O’Brien said the SAFE-T Act gives a lot of discretion to trial judges, and she has worked with many “phenomenal ones” committed to keeping people safe.

Second District

In the 2nd District, Republican candidate Curran said he cannot say how he would rule if the SAFE-T Act came before the Supreme Court.

But he said the law will make it harder to find people out on bond who have no reason to return to court without the fear of losing their money, and that’s why members of law enforcement have expressed their concerns about it.

“So there’s nothing to stop them and it will be an infinitely less safe society, state and I think that’s why people just look at it and think it’s crazy. A lot of things the Democrats are doing are crazy,” Curran said.

Curran said he does not ascribe his political leanings as conservative, and that he believes in natural law as written about by President Thomas Jefferson. 

In both races, the Democrats have a fundraising advantage, propped mostly by unions, abortion rights groups and $500,000 each to O’Brien and Rochford from Democratic Gov. J.B. Pritzker.

Curran said that and Rochford’s previous campaign contributions to Ald. Ed Burke show that she is part of the Democratic machine; he said he is running so Illinois can have more “balance.”

“Regardless of how you feel about J.B. Pritzker, he’s just giving [Rochford] money to make sure that whatever he wants to do, there’s not going to be any roadblocks. Republicans are in the super-minority status in both the Illinois House and the Illinois Senate so even if (Republican nominee for governor) Darren Bailey were to win, they have enough votes to override any veto, so he can’t really effectuate any legislation,” Curran said. “So really the only chance at stop-gapping that, having a little balance in the state, is to turn the Supreme Court from 4-3 Democrat to 4-3 Republican, and electing me.”

Rochford says it’s Curran who voters should be wary of, given that she said he expressed “extreme political views” on issues that could come before the court when he as the GOP nominee for U.S. Senate in 2020.

“And that is always concerning because it does in fact demonstrate a commitment to a potential outcome in a case, and in that way it is a challenge to the independence that is so necessary in the courts, so essential to our function,” Rochford said.

Rochford said ads that attempt to tie her to indicted former Illinois House Speaker Michael Madigan are a “demonstration of desperation” and have no factual basis.

“My judicial philosophy as its most primary is that courts are here to serve, and that we must be impartial in actions and in decisions and in treatment. And we also have to be innovative and diverse and responsive,” Rochford said.

She said a recent example is the courts having to pivot during the pandemic – under the leadership of the Illinois Supreme Court – from dispensing justice in courtrooms, to digital hearings.

Rochford said she is also dedicated to making sure everyone has access to justice, “especially the poor and the vulnerable,” and that she has translated that by creating help desks for families in crisis.

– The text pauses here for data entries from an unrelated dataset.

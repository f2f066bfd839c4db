//! Terminal input module.
//!
//! Maps `crossterm` key events into [`crate::types::Intent`]s. The quiz is
//! turn-based, so there is no repeat handling: one key press is one intent.

pub mod map;

pub use natty_types as types;

pub use map::{handle_key_event, should_quit};
//! Session error types.

use thiserror::Error;

/// Errors surfaced by the session controller.
///
/// No variant leaves the session in a modified state: a rejected intent is a
/// no-op, and an empty catalog prevents the session from existing at all.
#[derive(Debug, Clone, PartialEq, Eq, Error)]
pub enum SessionError {
    /// The intent is illegal in the current state (e.g. a second guess, or any
    /// intent before `start`).
    #[error("`{intent}` is not allowed while the session is {state}")]
    InvalidState {
        intent: &'static str,
        state: &'static str,
    },

    /// The catalog has no items, so no deck can be dealt.
    #[error("cannot start a session over an empty catalog")]
    EmptyCatalog,

    /// The deck and the catalog disagree: a deck position or the catalog
    /// index it holds does not resolve to an item.
    #[error("deck position {position} does not resolve to an item (deck holds {deck_len})")]
    DeckOutOfRange { position: usize, deck_len: usize },
}

impl SessionError {
    pub(crate) fn invalid(intent: &'static str, state: &'static str) -> Self {
        SessionError::InvalidState { intent, state }
    }

    pub fn is_invalid_state(&self) -> bool {
        matches!(self, SessionError::InvalidState { .. })
    }
}
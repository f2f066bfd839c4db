//! Core quiz logic - pure, deterministic, and testable
//!
//! This crate contains the session controller and everything it is built from.
//! It has **no dependencies** on terminals, async runtimes or storage:
//!
//! - **Deterministic**: same seed produces the same decks (for tests and replays)
//! - **Testable**: every transition is a plain method call on [`Session`]
//! - **Portable**: results leave through the [`RecordSink`] trait, so any
//!   persistence layer (or none) can sit behind it
//!
//! # Module Structure
//!
//! - [`catalog`]: the fixed set of quiz items
//! - [`rng`]: injectable random sources (seeded LCG by default)
//! - [`deck`]: Fisher-Yates shuffling of the catalog into a deck
//! - [`round`]: present → reveal lifecycle of a single item
//! - [`scoring`]: pure score folding (correct, total, streak)
//! - [`recorder`]: round records, tickets and the sink boundary
//! - [`session`]: the controller that drives all of the above
//! - [`snapshot`]: owned views handed to presentation
//!
//! # Example
//!
//! ```
//! use natty_core::{Catalog, NullSink, Session, SimpleRng};
//! use natty_core::types::{Guess, Intent, RoundPhase};
//!
//! let mut session = Session::new(Catalog::physiques(), SimpleRng::new(12345), NullSink).unwrap();
//! session.apply_intent(Intent::Start).unwrap();
//!
//! let natural = session.current_item().unwrap().is_natural;
//! session.apply_intent(Intent::Guess(Guess::from_natural(natural))).unwrap();
//!
//! let snap = session.snapshot();
//! assert_eq!(snap.phase, Some(RoundPhase::Revealed));
//! assert_eq!(snap.score.correct, 1);
//! assert_eq!(snap.score.streak, 1);
//!
//! session.apply_intent(Intent::Advance).unwrap();
//! assert_eq!(session.position(), 1);
//! ```

pub mod catalog;
pub mod deck;
pub mod error;
pub mod recorder;
pub mod rng;
pub mod round;
pub mod scoring;
pub mod session;
pub mod snapshot;

pub use natty_types as types;

// Re-export commonly used types for convenience
pub use catalog::{Catalog, PHYSIQUES};
pub use deck::{shuffle, Deck};
pub use error::SessionError;
pub use recorder::{NullSink, RecordSink, RecordTicket, RecorderEvent, RecorderStatus, RoundRecord};
pub use rng::{RandomSource, SimpleRng};
pub use round::Round;
pub use session::Session;
pub use snapshot::SessionSnapshot;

“I took the lead on creating the first of its kind courtroom in family law for self-represented litigants, to help families without the financial resources to hire attorneys to navigate a complex legal system when everything they care about most is at risk – their children, their home their finances,” she said. “We’ve had great success, we’re still learning.”

The Illinois State Bar Association is among the legal organizations that rate and evaluate judicial candidates.

Rochford and Burke are “highly recommended” and O’Brien is “recommended.”

The ISBA found Curran “not recommended.”

Curran said lawyers don’t like when candidates rise to the top court without having served as a lower-court judge.

Curran said “trail lawyers … recognize that I’m not necessarily and ally, I’m going to call balls and strikes – so they don’t give me any money, they don’t give me any support.  They make up a large percentage of the bar association.”